Every people has its tolerant path, its religion and its temple.

nizamuddin auliya

Before I met Intizar Husain in Lahore, I was told that he was a simple man of gentle wit and great learning who was always willing to travel miles to pay homage to an old banyan tree or an ancient village well. Since I was familiar with his stories, I recognised that his search for a many-rooted banyan tree or a well resonating with the uncanny was not a strange eccentricity. In his stories, a well with a parapet or a banyan tree with its spreading shade were sites of a soul-saving pilgrimage his wanderers felt compelled to make to places of continuous replenishment and generous shelter. The well, in his fictional mythos, was connate with the sacred foundations of a human settlement, and the banyan was a privileged village-centre under whose shade all claims about the innate differences between the sage, the beast, the parrot, and the jinn were inadmissible and unsustainable. The well and the banyan were, for him, the abiding and organising symbols of an older cultural faith of the subcontinent, which assumed that it was always possible for different communities to create a life of “complex and pluralistic wholeness” (the phrase is Charles Taylor’s)—a faith lost in the melodramas of grievance and revenge enacted during the Partition and the religious enthusiasm of mobs for gods, paradise, and martyrs.

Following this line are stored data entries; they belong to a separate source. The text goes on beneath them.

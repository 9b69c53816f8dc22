//! `SeaORM` Entity for the append-only ledgers table.
//!
//! Rows are only ever inserted. The integer primary key doubles as the
//! projection order: the latest row per account carries that account's
//! current running balance.

use sea_orm::entity::prelude::*;
use serde::{Deserialize, Serialize};

#[derive(Clone, Debug, PartialEq, DeriveEntityModel, Eq, Serialize, Deserialize)]
#[sea_orm(table_name = "ledgers")]
pub struct Model {
    #[sea_orm(primary_key)]
    pub id: i64,
    pub journal_entry_id: Uuid,
    pub journal_line_id: Uuid,
    pub account_id: Uuid,
    pub branch_id: Uuid,
    /// Copied from the entry for cross-document traceability.
    pub control_number: String,
    pub entry_date: Date,
    pub debit: Decimal,
    pub credit: Decimal,
    /// Debit-positive balance after this row.
    pub running_balance: Decimal,
    pub customer_id: Option<Uuid>,
    pub supplier_id: Option<Uuid>,
    pub particulars: Option<String>,
    pub posted_at: DateTimeUtc,
    pub created_at: DateTimeUtc,
}

#[derive(Copy, Clone, Debug, EnumIter, DeriveRelation)]
pub enum Relation {
    #[sea_orm(
        belongs_to = "super::journal_entries::Entity",
        from = "Column::JournalEntryId",
        to = "super::journal_entries::Column::Id"
    )]
    JournalEntries,
    #[sea_orm(
        belongs_to = "super::accounts::Entity",
        from = "Column::AccountId",
        to = "super::accounts::Column::Id"
    )]
    Accounts,
}

impl Related<super::journal_entries::Entity> for Entity {
    fn to() -> RelationDef {
        Relation::JournalEntries.def()
    }
}

impl Related<super::accounts::Entity> for Entity {
    fn to() -> RelationDef {
        Relation::Accounts.def()
    }
}

impl ActiveModelBehavior for ActiveModel {}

I was, therefore, not surprised when Intizar Sahib, at the very beginning of our conversation—recounted in more detail in the afterword—brought up the Partition along with the subsequent problems of migration, Islamic nationalism, and religious selfhood. Speaking of the sources of culture-making in the Indian subcontinent, he said, “I have no idea what a purely Islamic culture is.” The Hindus and the Muslims of India, he continued, were not two strangers fated to move along different paths, but two who shared the same spaces and made their human way together through the same history. As if responding to the criticism often voiced against his work by conservative Pakistani critics, he assured me that he was not striking one of the many notes of nostalgia we hear so often in Pakistan, and that he [End Page vii]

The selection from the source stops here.